Within organizations, there are often internal web services that provide data. A prime example is user account info. This can be used to augment a clickstream data stream on the fly.

The Kapow infographic lists Data Storage as a source, by which I suppose is meant a direct JDBC connection to an RDBMS, but that is (or should be) rarely done today -- to have an extra analytics application come in and access a line-of-business database directly. The reasons are maintaining a consistent interface and service load. A web service can put a facade over schema changes, and it can also ensure the analytics application doesn't interfere through heavy demand with the business application.

The Kapow infographic also lists Archives (scanned paper documents), Documents (word processor), Media, and Business Apps. With the exception of some narrow applications of Media, such as facial and voice recognition, we are still at a point in Big Data and Data Science that all of these are high-hanging fruit, to be pursued after everything else in this blog post has been implemented.

Also listed is Machine Log Data. Now, many Big Data projects start out with consuming server logs because that is what is most easily available, so it might seem odd to look to machine log data as a way to increase variety on an existing Big Data system. There is a small opportunity here: increasing the log level. If the logs can be associated with users, then additional information from the logs may yield additional information about users. This is a prime example of spinning what was considered information overload -- system administrators are constantly complaining about culling logs and rotating logs -- and turning it into an greater source of Big Data.

On-Demand Data (External)

Kapow mentions public web such as government data sources, but the greatest value often comes from commercial pay web services. Examples include geo-IP lookup and postal mailing address scrubbing.

Streaming Data (External)

A typical data streaming architecture consists of a single internal data stream such as a clickstream, which may be augmented by one of the static on-demand data sources listed above. Alternatively, another typical data streaming architecture hooks up to a Twitter firehose to perform real-time sentiment analysis.

But what about merging these two -- e.g. having an internal clickstream merged with an external Twitter firehose? If a user logged into your website is also tweeting his/her experience, the two streams can be merged to provide real-time system alerts or marketing offer interventions.

Instrument Software

While websites may already be instrumented by nature, perhaps you have iOS or Android apps that could be instrumented. Also, if your regular website for desktops is a single-page app, a lot may be missed by capturing only server-side logs. For single-page apps, it may be necessary to add Javascript code to send to the server events for user interactions that would otherwise be strictly locally handled.

And while increasing the logging level for existing logs was suggested above, it may be the case that custom server software that was written in-house may have to be modified to produce extra desired log output.

Instrument the Real World

Kapow does mention sensors, but again, we're not talking about just passively accepting data coming from sensors. There may be additional sensors we can place to provide valuable data.

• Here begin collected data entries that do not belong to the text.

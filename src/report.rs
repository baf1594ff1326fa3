use crate::catalog::EnrichmentSummary;
use crate::engine::{AnalysisOptions, SalesAnalysis};
use crate::error::Result;
use crate::schema::{EnrichedTransaction, PipelineConfig, Transaction};
use crate::utils::{format_amount, percentage};
use chrono::NaiveDateTime;
use log::info;
use std::fmt;
use std::fs::File;
use std::io::{BufWriter, Write};
use std::path::Path;

const RULE_WIDTH: usize = 50;
const TIMESTAMP_FORMAT: &str = "%Y-%m-%d %H:%M:%S";

#[derive(Debug, Clone, PartialEq)]
pub struct ReportOptions {
    pub analysis: AnalysisOptions,
    pub currency_symbol: String,
}

impl Default for ReportOptions {
    fn default() -> Self {
        Self {
            analysis: AnalysisOptions::default(),
            currency_symbol: "₹".to_string(),
        }
    }
}

impl ReportOptions {
    pub fn from_config(config: &PipelineConfig) -> Self {
        Self {
            analysis: AnalysisOptions {
                top_n: config.top_n,
                low_stock_threshold: config.low_stock_threshold,
            },
            currency_symbol: config.currency_symbol.clone(),
        }
    }
}

/// The text sales report. Aggregates come from the same engine used for the
/// rest of the pipeline.
pub struct SalesReport {
    analysis: SalesAnalysis,
    enrichment: EnrichmentSummary,
    top_n: usize,
    currency_symbol: String,
}

impl SalesReport {
    pub fn new(
        transactions: &[Transaction],
        enriched: &[EnrichedTransaction],
        options: &ReportOptions,
    ) -> Self {
        Self::from_parts(
            SalesAnalysis::compute(transactions, &options.analysis),
            EnrichmentSummary::from_enriched(enriched),
            options,
        )
    }

    /// Builds the report from aggregates that were already computed.
    pub fn from_parts(
        analysis: SalesAnalysis,
        enrichment: EnrichmentSummary,
        options: &ReportOptions,
    ) -> Self {
        Self {
            analysis,
            enrichment,
            top_n: options.analysis.top_n,
            currency_symbol: options.currency_symbol.clone(),
        }
    }

    fn money(&self, value: f64) -> String {
        format!("{}{}", self.currency_symbol, format_amount(value))
    }

    /// The report stamped with `generated_at`, ready for `{}` formatting.
    pub fn display(&self, generated_at: NaiveDateTime) -> RenderedReport<'_> {
        RenderedReport {
            report: self,
            generated_at,
        }
    }

    pub fn render(&self, generated_at: NaiveDateTime) -> String {
        self.display(generated_at).to_string()
    }

    fn write_sections(&self, out: &mut fmt::Formatter<'_>, generated_at: NaiveDateTime) -> fmt::Result {
        let a = &self.analysis;
        let rule = "-".repeat(RULE_WIDTH);

        writeln!(out, "SALES ANALYTICS REPORT")?;
        writeln!(out, "{}", "=".repeat(RULE_WIDTH))?;
        writeln!(out, "Generated On: {}", generated_at.format(TIMESTAMP_FORMAT))?;
        writeln!(out, "Records Processed: {}", a.transaction_count)?;
        writeln!(out)?;

        writeln!(out, "OVERALL SUMMARY")?;
        writeln!(out, "{}", rule)?;
        writeln!(out, "Total Revenue: {}", self.money(a.total_revenue))?;
        writeln!(out, "Total Transactions: {}", a.transaction_count)?;
        writeln!(out, "Average Order Value: {}", self.money(a.average_order_value))?;
        match &a.date_range {
            Some((start, end)) => writeln!(out, "Date Range: {} to {}", start, end)?,
            None => writeln!(out, "Date Range: N/A")?,
        }
        writeln!(out)?;

        writeln!(out, "REGION-WISE PERFORMANCE")?;
        writeln!(out, "{}", rule)?;
        writeln!(out, "Region | Total Sales | % of Transactions")?;
        for region in &a.regions {
            let share = percentage(region.transaction_count as f64, a.transaction_count as f64);
            writeln!(
                out,
                "{} | {} | {:.2}%",
                region.region,
                self.money(region.total_sales),
                share
            )?;
        }
        writeln!(out)?;

        writeln!(out, "TOP PRODUCTS")?;
        writeln!(out, "{}", rule)?;
        writeln!(out, "Rank | Product | Quantity Sold | Revenue")?;
        for (rank, product) in a.top_products.iter().enumerate() {
            writeln!(
                out,
                "{} | {} | {} | {}",
                rank + 1,
                product.name,
                product.quantity,
                self.money(product.revenue)
            )?;
        }
        writeln!(out)?;

        writeln!(out, "TOP CUSTOMERS")?;
        writeln!(out, "{}", rule)?;
        writeln!(out, "Rank | CustomerID | Total Spent | Orders")?;
        for (rank, customer) in a.customers.iter().take(self.top_n).enumerate() {
            writeln!(
                out,
                "{} | {} | {} | {}",
                rank + 1,
                customer.customer_id,
                self.money(customer.total_spent),
                customer.purchase_count
            )?;
        }
        writeln!(out)?;

        writeln!(out, "DAILY SALES TREND")?;
        writeln!(out, "{}", rule)?;
        writeln!(out, "Date | Revenue | Transactions | Unique Customers")?;
        for day in &a.daily_trend {
            writeln!(
                out,
                "{} | {} | {} | {}",
                day.date,
                self.money(day.revenue),
                day.transaction_count,
                day.unique_customers
            )?;
        }
        writeln!(out)?;

        writeln!(out, "PRODUCT PERFORMANCE ANALYSIS")?;
        writeln!(out, "{}", rule)?;
        if a.low_performing_products.is_empty() {
            writeln!(out, "No low performing products found.")?;
        } else {
            writeln!(out, "Low Performing Products:")?;
            for product in &a.low_performing_products {
                writeln!(
                    out,
                    "{} - Qty: {}, Revenue: {}",
                    product.name,
                    product.quantity,
                    self.money(product.revenue)
                )?;
            }
        }
        writeln!(out)?;

        let e = &self.enrichment;
        writeln!(out, "API ENRICHMENT SUMMARY")?;
        writeln!(out, "{}", rule)?;
        writeln!(out, "Total Records Enriched: {}", e.matched)?;
        writeln!(out, "Success Rate: {:.2}%", e.success_rate)?;
        if !e.failed_products.is_empty() {
            writeln!(out, "Products Not Enriched:")?;
            for name in &e.failed_products {
                writeln!(out, "- {}", name)?;
            }
        }

        Ok(())
    }

    pub fn write_to(&self, path: &Path, generated_at: NaiveDateTime) -> Result<()> {
        if let Some(parent) = path.parent().filter(|p| !p.as_os_str().is_empty()) {
            std::fs::create_dir_all(parent)?;
        }
        let mut file = BufWriter::new(File::create(path)?);
        write!(file, "{}", self.display(generated_at))?;
        file.flush()?;
        info!("Sales report written to {}", path.display());
        Ok(())
    }
}

pub struct RenderedReport<'a> {
    report: &'a SalesReport,
    generated_at: NaiveDateTime,
}

impl fmt::Display for RenderedReport<'_> {
    fn fmt(&self, f: &mut fmt::Formatter<'_>) -> fmt::Result {
        self.report.write_sections(f, self.generated_at)
    }
}

#[cfg(test)]
mod tests {
    use super::*;
    use crate::catalog::{create_product_mapping, enrich_sales_data};
    use crate::schema::CatalogProduct;
    use chrono::NaiveDate;

    fn tx(id: &str, date: &str, product_id: &str, name: &str, qty: i64, price: f64, customer: &str, region: &str) -> Transaction {
        Transaction {
            transaction_id: id.to_string(),
            date: date.to_string(),
            product_id: product_id.to_string(),
            product_name: name.to_string(),
            quantity: qty,
            unit_price: price,
            customer_id: customer.to_string(),
            region: region.to_string(),
        }
    }

    fn generated_at() -> NaiveDateTime {
        NaiveDate::from_ymd_opt(2024, 2, 1)
            .unwrap()
            .and_hms_opt(9, 30, 0)
            .unwrap()
    }

    fn render(transactions: &[Transaction], products: &[CatalogProduct]) -> String {
        let enriched = enrich_sales_data(transactions, &create_product_mapping(products));
        SalesReport::new(transactions, &enriched, &ReportOptions::default()).render(generated_at())
    }

    #[test]
    fn test_sections_appear_in_order() {
        let transactions = vec![
            tx("T1", "2024-01-01", "P1", "Laptop", 2, 45000.0, "C1", "North"),
            tx("T2", "2024-01-02", "P2", "Mouse", 12, 500.0, "C2", "South"),
        ];
        let report = render(&transactions, &[]);

        let headings = [
            "SALES ANALYTICS REPORT",
            "Generated On: 2024-02-01 09:30:00",
            "Records Processed: 2",
            "OVERALL SUMMARY",
            "REGION-WISE PERFORMANCE",
            "TOP PRODUCTS",
            "TOP CUSTOMERS",
            "DAILY SALES TREND",
            "PRODUCT PERFORMANCE ANALYSIS",
            "API ENRICHMENT SUMMARY",
        ];
        let mut cursor = 0;
        for heading in headings {
            let found = report[cursor..]
                .find(heading)
                .unwrap_or_else(|| panic!("missing or out of order: {}", heading));
            cursor += found + heading.len();
        }
    }

    #[test]
    fn test_report_figures() {
        let transactions = vec![
            tx("T1", "2024-01-01", "P1", "Laptop", 2, 45000.0, "C1", "North"),
            tx("T2", "2024-01-02", "P2", "Mouse", 12, 500.0, "C2", "South"),
            tx("T3", "2024-01-02", "P2", "Mouse", 3, 500.0, "C1", "North"),
        ];
        let products = vec![CatalogProduct {
            id: Some(1),
            title: Some("Laptop".to_string()),
            category: Some("laptops".to_string()),
            ..CatalogProduct::default()
        }];
        let report = render(&transactions, &products);

        assert!(report.contains("Total Revenue: ₹97,500.00"));
        assert!(report.contains("Average Order Value: ₹32,500.00"));
        assert!(report.contains("Date Range: 2024-01-01 to 2024-01-02"));
        assert!(report.contains("North | ₹91,500.00 | 66.67%"));
        assert!(report.contains("1 | Mouse | 15 | ₹7,500.00"));
        assert!(report.contains("1 | C1 | ₹91,500.00 | 2"));
        assert!(report.contains("2024-01-02 | ₹7,500.00 | 2 | 2"));
        assert!(report.contains("Laptop - Qty: 2, Revenue: ₹90,000.00"));
        assert!(report.contains("Total Records Enriched: 1"));
        assert!(report.contains("Success Rate: 33.33%"));
        assert!(report.contains("Products Not Enriched:\n- Mouse\n"));
        assert_eq!(report.matches("- Mouse").count(), 1);
    }

    #[test]
    fn test_no_low_performers_line() {
        let transactions = vec![tx("T1", "2024-01-01", "P1", "Mouse", 50, 10.0, "C1", "North")];
        let report = render(&transactions, &[]);
        assert!(report.contains("No low performing products found."));
    }

    #[test]
    fn test_empty_report_has_placeholders() {
        let report = render(&[], &[]);
        assert!(report.contains("Records Processed: 0"));
        assert!(report.contains("Total Revenue: ₹0.00"));
        assert!(report.contains("Average Order Value: ₹0.00"));
        assert!(report.contains("Date Range: N/A"));
        assert!(report.contains("Success Rate: 0.00%"));
        assert!(!report.contains("Products Not Enriched"));
    }

    #[test]
    fn test_custom_currency_and_top_n() {
        let transactions: Vec<Transaction> = (1..=7)
            .map(|i| tx("T1", "2024-01-01", "P1", &format!("Item{}", i), i, 1.0, &format!("C{}", i), "North"))
            .collect();
        let options = ReportOptions {
            analysis: AnalysisOptions {
                top_n: 3,
                low_stock_threshold: 10,
            },
            currency_symbol: "$".to_string(),
        };
        let enriched = enrich_sales_data(&transactions, &Default::default());
        let report = SalesReport::new(&transactions, &enriched, &options).render(generated_at());

        assert!(report.contains("1 | Item7 | 7 | $7.00"));
        assert!(report.contains("3 | Item5 | 5 | $5.00"));
        assert!(!report.contains("4 | Item4"));
        assert!(report.contains("3 | C5 | $5.00 | 1"));
        assert!(!report.contains("4 | C4"));
    }

    #[test]
    fn test_write_creates_parent_directory() {
        let dir = tempfile::tempdir().unwrap();
        let path = dir.path().join("output").join("sales_report.txt");
        let report = SalesReport::new(&[], &[], &ReportOptions::default());

        report.write_to(&path, generated_at()).unwrap();
        let content = std::fs::read_to_string(&path).unwrap();
        assert!(content.starts_with("SALES ANALYTICS REPORT\n"));
        assert_eq!(content, report.render(generated_at()));
    }

    #[test]
    fn test_display_matches_render() {
        let transactions = vec![tx("T1", "2024-01-01", "P1", "Mouse", 5, 10.0, "C1", "North")];
        let report = SalesReport::new(&transactions, &[], &ReportOptions::default());

        let shown = format!("{}", report.display(generated_at()));
        assert_eq!(shown, report.render(generated_at()));
        assert!(shown.ends_with("Success Rate: 0.00%\n"));
    }
}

For example, a fitness gym may want to provide its patrons with heart and other physiological monitors and fine-grained location trackers within the gym, in order to recommend appropriate fitness classes or personal trainers, and perhaps even to predict future churn more accurately than attendance data alone would provide.

Competitive Advantage

If everyone is already doing Big Data and Data Science, then the way to get competitive advantage is to seek out Bigger Data, and bigger means Variety, assuming you've already got your Volume and Velocity up.